Mais un message, aussi bon soit-il, doit être pris au sérieux, et là aussi l’Ouganda fit preuve d’originalité. Pour mettre en place cette campagne, tout le tissu social du pays a été mis à contribution, et plus spécialement les relais locaux. Ce qu’on pourrait qualifier de transmission par le bouche-à-oreille fut la façon dominante de propagation de l’information sur le SIDA, par opposition à une transmission plus directe dans les pays voisins. Forcer les gens à parler entre eux du VIH et du SIDA, au lieu de simplement transmettre une information sans en discuter, explique en partie la différence de résultats entre l’Ouganda et les pays voisins. Ce mode de diffusion d’un message simple et clair eut un impact considérable, en l’absence de tout autre facteur.
Dénoncer le SIDA pour ce qu’il est, une maladie mortelle dans 99% des cas, et se transmettant lors des relations sexuelles, a suffi à induire un changement de comportement de la population. Il faut ajouter à cela la stratégie de prévention choisie qui, au lieu d’insister sur des tests de dépistage gratuit et l’utilisation de préservatifs, s’appuya sur l’abstinence et la fidélité. Le résultat ainsi obtenu est équivalent à un vaccin efficace à 80% ; mais sans les coût énormes engendrés par la production d’un vaccin, avec simplement une volonté de dire la vérité sur ce qu’est le SIDA.
Bien sûr, on pourra rétorquer que l’effet de cette politique n’est pas surprenante. Après tout, il est évident qu’on ne risque pas d’être contaminé par le VIH si l’on s’en tient à la fidélité et à l’abstinence (sans compter les contaminations accidentelles par voie sanguine). Mais un tel programme a toujours été condamné au nom du réalisme.

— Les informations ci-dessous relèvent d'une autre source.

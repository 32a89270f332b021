//! Shared fixtures for the inkframe integration tests.
#![allow(dead_code)]

use std::io::Cursor;
use std::path::Path;
use std::sync::atomic::{AtomicU32, Ordering};
use std::sync::{Arc, Mutex};
use std::time::Duration;

use image::{DynamicImage, ImageOutputFormat};
use ink_common::display::{DisplayManager, RecordingEpd};
use ink_common::RetryPolicy;
use inkframe::alarm::AlarmScheduler;
use inkframe::config::{ConnectivitySection, PowerSection, Settings};
use inkframe::net::ConnectivityProbe;
use inkframe::orchestrator::Frame;
use inkframe::power::PowerModuleClient;
use inkframe::telemetry::Telemetry;
use inkframe::transport::ScriptedTransport;
use tokio::io::{AsyncBufReadExt, AsyncReadExt, AsyncWriteExt, BufReader};
use tokio::net::{TcpListener, UnixListener};

/// PNG bytes for a small grayscale test image.
pub fn png_bytes() -> Vec<u8> {
    let mut bytes = Vec::new();
    DynamicImage::new_luma8(4, 4)
        .write_to(&mut Cursor::new(&mut bytes), ImageOutputFormat::Png)
        .unwrap();
    bytes
}

fn http_response(status: u16) -> Vec<u8> {
    let reason = match status {
        200 => "OK",
        204 => "No Content",
        404 => "Not Found",
        500 => "Internal Server Error",
        _ => "Status",
    };
    let body = if status == 200 { png_bytes() } else { Vec::new() };
    let mut response = format!(
        "HTTP/1.1 {} {}\r\nContent-Length: {}\r\nConnection: close\r\n\r\n",
        status,
        reason,
        body.len()
    )
    .into_bytes();
    response.extend_from_slice(&body);
    response
}

/// Minimal HTTP server answering a scripted status sequence, the last
/// status repeating forever. 200 responses carry a PNG body. Returns the
/// base URL and a hit counter.
pub async fn spawn_http(statuses: Vec<u16>) -> (String, Arc<AtomicU32>) {
    let listener = TcpListener::bind("127.0.0.1:0").await.unwrap();
    let addr = listener.local_addr().unwrap();
    let hits = Arc::new(AtomicU32::new(0));
    let counter = Arc::clone(&hits);

    tokio::spawn(async move {
        let mut remaining = statuses;
        loop {
            let Ok((mut stream, _)) = listener.accept().await else {
                break;
            };
            let status = if remaining.len() > 1 {
                remaining.remove(0)
            } else {
                remaining.first().copied().unwrap_or(200)
            };
            counter.fetch_add(1, Ordering::SeqCst);

            let mut buf = [0u8; 1024];
            let _ = stream.read(&mut buf).await;
            let _ = stream.write_all(&http_response(status)).await;
        }
    });

    (format!("http://{}", addr), hits)
}

/// PiSugar-style daemon stub on a Unix socket: always on battery, clock
/// pinned to 2025-01-01T00:00:00+00:00.
pub async fn spawn_power_daemon(path: &Path) {
    let listener = UnixListener::bind(path).unwrap();
    tokio::spawn(async move {
        loop {
            let Ok((stream, _)) = listener.accept().await else {
                break;
            };
            let (reader, mut writer) = stream.into_split();
            let mut lines = BufReader::new(reader).lines();
            while let Ok(Some(line)) = lines.next_line().await {
                let reply = match line.as_str() {
                    "get rtc_time" => "rtc_time: 2025-01-01T00:00:00+00:00".to_string(),
                    "get battery" => "battery: 55.0".to_string(),
                    "get battery_power_plugged" => "battery_power_plugged: false".to_string(),
                    "rtc_pi2rtc" => "rtc_pi2rtc: done".to_string(),
                    other if other.starts_with("rtc_alarm_set ") => {
                        "rtc_alarm_set: done".to_string()
                    }
                    _ => "error: unknown command".to_string(),
                };
                if writer.write_all((reply + "\n").as_bytes()).await.is_err() {
                    break;
                }
            }
        }
    });
}

pub fn http_client() -> reqwest::Client {
    reqwest::Client::builder()
        .timeout(Duration::from_secs(5))
        .build()
        .unwrap()
}

pub fn fast_policy() -> RetryPolicy {
    RetryPolicy::new(3, Duration::from_millis(1))
}

/// Probe with a short poll interval against the given stub URL.
pub fn fast_probe(http: &reqwest::Client, url: &str) -> ConnectivityProbe {
    ConnectivityProbe::new(http.clone(), url.to_string(), Duration::from_millis(20))
}

/// Transport scripted for a clean arm sequence.
pub fn happy_transport() -> ScriptedTransport {
    ScriptedTransport::new()
        .always("rtc_time", "2025-01-01T00:00:00+00:00")
        .always("rtc_pi2rtc", "done")
        .always("rtc_alarm_set", "done")
        .always("battery", "77.3")
}

/// Observation handles that stay valid after the frame takes ownership.
pub struct FrameHandles {
    pub ops: Arc<Mutex<Vec<String>>>,
    pub wire: Arc<Mutex<Vec<String>>>,
    pub opens: Arc<AtomicU32>,
}

/// Frame wired to a recording display, a scripted transport, and stub
/// HTTP endpoints.
pub fn build_frame(
    transport: ScriptedTransport,
    image_url: &str,
    probe_url: &str,
) -> (Frame, FrameHandles) {
    let driver = RecordingEpd::new();
    let ops = driver.ops();
    let wire = transport.wire_log();
    let opens = transport.open_counter();

    let http = http_client();
    let probe = fast_probe(&http, probe_url);

    let frame = Frame {
        display: Arc::new(tokio::sync::Mutex::new(DisplayManager::with_driver(
            Box::new(driver),
        ))),
        client: PowerModuleClient::new(Box::new(transport), fast_policy()),
        scheduler: AlarmScheduler::new(probe),
        http,
        image_url: image_url.to_string(),
        fetch_policy: RetryPolicy::new(2, Duration::from_millis(1)),
        telemetry: Telemetry::disabled(),
    };

    (frame, FrameHandles { ops, wire, opens })
}

/// Settings for driving the orchestrator directly. Shutdown suppressed so
/// no test can touch the host.
pub fn test_settings(image_url: &str) -> Settings {
    Settings {
        epd: "mock".to_string(),
        image_url: image_url.to_string(),
        interval_minutes: 20,
        power: PowerSection::default(),
        connectivity: ConnectivitySection::default(),
        suppress_shutdown: true,
        shutdown_delay_minutes: 1,
        mqtt: None,
    }
}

La dérision accueille systématiquement toute proposition de ce type, qu’elle vienne de l’Église ou du responsable de la lutte anti-sida au sein de l'administration américaine, Randall Tobias, qui affirmait en avril à Berlin que l'abstinence était plus efficace contre le VIH que le préservatif ; personne ne voulait croire que la fidélité et l’abstinence pouvaient être prêchées avec une quelconque chance de succès.
Et pourtant, nous avons désormais une preuve historique démontrant la validité de ces recommandations, et ce dans un des pires contextes que l’on puisse imaginer.
En bref, cet article apporte la démonstration scientifique du réalisme dont l’Église, et l’administration américaine actuelle, font preuve dans leur démarche, un réalisme dont feraient bien de s’inspirer l’ONU et l’OMS lorsqu’ils mettent en place leurs programmes de lutte contre le SIDA. Et saluons au passage l’honnêteté des éditeurs de Science ayant accepté un article à contre-courant des idées reçues en matière de lutte contre le SIDA ; ce n’est pas souvent qu’une telle revue vient appuyer, même involontairement, l’Église et l’actuel gouvernement américain.
Albert Barrois est docteur en biologie moléculaire et cellulaire, chercheur à l’University College London.
Notes :
(1) RL Stoneburner, Low-Beer (2004), “Population-Level HIV Declines and Behavioral Risk Avoidance in Uganda”, Science n° 304, avril 2004, p. 714-718.
(2) Le virus de l’immunodéficience humaine, ou VIH, se transmet par voie sexuelle ou sanguine. Il s’attaque au système immunitaire, mais peut rester dormant pendant des années. On est alors porteur du virus, mais asymptomatique. Le SIDA, syndrome d’immunodéficience acquise, se manifeste lorsque le VIH se réveille. Il y a donc plus de contaminés par le VIH que de malades du SIDA. Cette étude cite des chiffres concernant les contaminés par le VIH, appelés souvent séropositifs, malades ou pas.